她的表情依然是平静的、温和的、情绪稳定的——但她的耳朵红得快要滴血了。这种反差——脸上的平静和耳朵上的滚烫——让黑嘉宁觉得有趣极了。
柳殷开口了。
“嗯,红了。”
她的声音平静得像是在陈述一个与自己无关的事实。
“被你气的。”
黑嘉宁:“……”
她愣了一下,然后笑出了声——是真的笑出了声,不是那种压抑的、克制的笑,而是从胸腔里涌上来的、带着气音的、毫不掩饰的笑。她的肩膀轻轻抖动着,笑声在安静的卧室里回荡,像是一串被风吹散的风铃。
她笑了好几秒才停下来,然后低头看着柳殷,眼睛里亮亮的,像是装了两颗小星星。
“你嘴真硬。”
柳殷看着她,目光温柔得像一杯放凉了的茶。
“嗯,”她说,“嘴硬。”
她抬起手,指尖触到黑嘉宁的脸颊。她的手指微凉,贴在那片因为刚才的笑而微微发烫的皮肤上,轻轻地、缓缓地摩挲了一下。
“但你——”
她的声音低下去,低到像是说给自己听的。
“是真的勾人。”
黑嘉宁的笑容凝固了一瞬。
然后她的脸红了。
不是那种慢慢蔓延的红,而是一瞬间从脸颊烧到耳根、从耳根烧到脖颈的红。她整个人像是一颗被点燃的火柴,在柳殷说出那句话的瞬间,“嗤”地一下烧了起来。
她别过头去,不看他,但柳殷的手指还贴在她的脸颊上,所以她的头只别到了一半,就被柳殷的手指轻轻地掰了回来。

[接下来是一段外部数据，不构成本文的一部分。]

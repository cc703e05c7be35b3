//! Links 3D linears to the corridor that generated them.
//!
//! Both ends are re-resolved through the target store by source reference,
//! since the corridor may have been converted from a different instance of
//! the alignment than the one the linear points at.

use crate::convert::ConversionContext;
use crate::error::{ConvertError, ConvertResult};
use crate::orchestrator::dedup_by_source_id;
use roadrail_model::{Container, CrossRefRole, SourceEntity, TargetQuery};
use roadrail_storage::TargetStore;
use roadrail_types::{Kind, SourceId, TargetId};

/// Target id of the owning corridor, on 3D linears.
pub const CORRIDOR_PROPERTY: &str = "corridor";

/// Runs the association pass, returning how many links were written.
pub fn associate_linears(ctx: &mut ConversionContext<'_>) -> usize {
    let graph = ctx.graph;
    let prefix = ctx.config.design_alignment_prefix.clone();
    let mut linked = 0;

    for linear in dedup_by_source_id(graph.of_kind(Kind::Alignment))
        .into_iter()
        .filter(|a| !a.is_design_alignment(&prefix))
    {
        let Some(corridor) = linear.cross_ref(CrossRefRole::Corridor) else {
            continue;
        };
        match link(ctx.store, linear, corridor) {
            Ok(true) => linked += 1,
            Ok(false) => {}
            Err(e) => ctx.entity_failed(Kind::Alignment, &linear.source_id, &e),
        }
    }

    ctx.report.associated += linked;
    linked
}

fn find_one(store: &dyn TargetStore, kind: Kind, id: &SourceId, container: Container) -> ConvertResult<Option<TargetId>> {
    let query = TargetQuery::by_source_ref(kind, id).in_container(container);
    Ok(store.query(&query)?.into_iter().next())
}

/// Writes the corridor reference when it differs from the stored one.
fn link(store: &dyn TargetStore, linear: &SourceEntity, corridor: &SourceId) -> ConvertResult<bool> {
    // Not converted this run or earlier: nothing to link.
    let Some(linear_id) = find_one(store, Kind::Alignment, &linear.source_id, Container::Linears3d)? else {
        return Ok(false);
    };
    let corridor_id = find_one(store, Kind::Corridor, corridor, Container::Corridors)?.ok_or_else(|| {
        ConvertError::UnresolvedReference {
            kind: Kind::Alignment,
            source_id: linear.source_id.clone(),
            missing: format!("corridor {corridor}"),
        }
    })?;

    let Some(mut target) = store.get_entity(linear_id)? else {
        return Ok(false);
    };
    if !target.data.set_property(CORRIDOR_PROPERTY, corridor_id.value()) {
        return Ok(false);
    }
    store.update_entity(linear_id, &target.data)?;
    Ok(true)
}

柳殷看着她通红的脸,嘴角的弧度终于大了一些——不是那种淡淡的、若有若无的笑,而是一个真真切切的、带着满足和得意的笑。
“你也红了。”
她说,用黑嘉宁刚才的语气。
“被我气的。”
黑嘉宁:“……”
她瞪着柳殷,那双漂亮的眼睛里带着一种被反将一军的、又气又恼又无处发泄的情绪。她的嘴唇微微抿着,下颌绷得很紧,整个人像一只被摸了肚皮的猫——明明很舒服,但打死也不肯承认。
“你——”
她说了一个“你”字,就说不下去了。
因为她忽然意识到——她站在这里,穿着黑色真丝睡袍,里面是蕾丝情趣内衣,头发半湿,赤着脚,双手撑在柳殷两侧,把她整个人圈在身下——这个姿势,这个距离,这个氛围——
她才是那个主动送上门来的人。
她有什么资格气?
她闭了一下眼睛,深吸了一口气,然后睁开眼睛,看着柳殷。
她的目光变了。
不再是那种带着一点挑衅和试探的眼神,而是一种更深的、更软的、像是被水泡过之后的眼神。她的眼底有一层薄薄的水光,不是因为要哭,而是因为——某种她自己也说不清楚的情绪在翻涌。
“柳殷。”
她叫了她的名字。
不是“姐姐”,是“柳殷”。
这两个字从她嘴里说出来的时候,带着一种郑重的、认真的、像是在念一段誓词一样的重量。
柳殷的表情也变了。
那个淡淡的、带着一点得意的笑收了起来,取而代之的是一种认真的、专注的、全神贯注地看着她的神情。她的手指从黑嘉宁的脸颊上移开,轻轻地握住了她撑在床尾凳上的手。
十指交扣。
掌心贴着掌心。
柳殷的手比她的大一点点,手指比她的长一点点,骨节分明,掌心干燥温热。她的手指收紧,把黑嘉宁的手包在掌心里,拇指在她的手背上轻轻地、一下一下地摩挲着。
“我在。”
她说。
就两个字。
但这两个字比任何甜言蜜语都让人安心。
黑嘉宁的睫毛颤了一下。
她低头看着两个人交握的手,沉默了几秒。然后她轻轻地笑了一下——不是那种刻意的、带着目的的笑,也不是那种被气笑的、无奈的笑,而是一个很安静的、很柔软的、像是终于放下了什么的笑。
她把额头抵在柳殷的肩上。
动作很轻,轻得像一片落叶飘在水面上。
柳殷感觉到她的额头贴上来的温度——微微发烫,带着一点潮气。她的头发还没有完全干,几缕湿发蹭在柳殷的脖颈上,凉凉的、痒痒的。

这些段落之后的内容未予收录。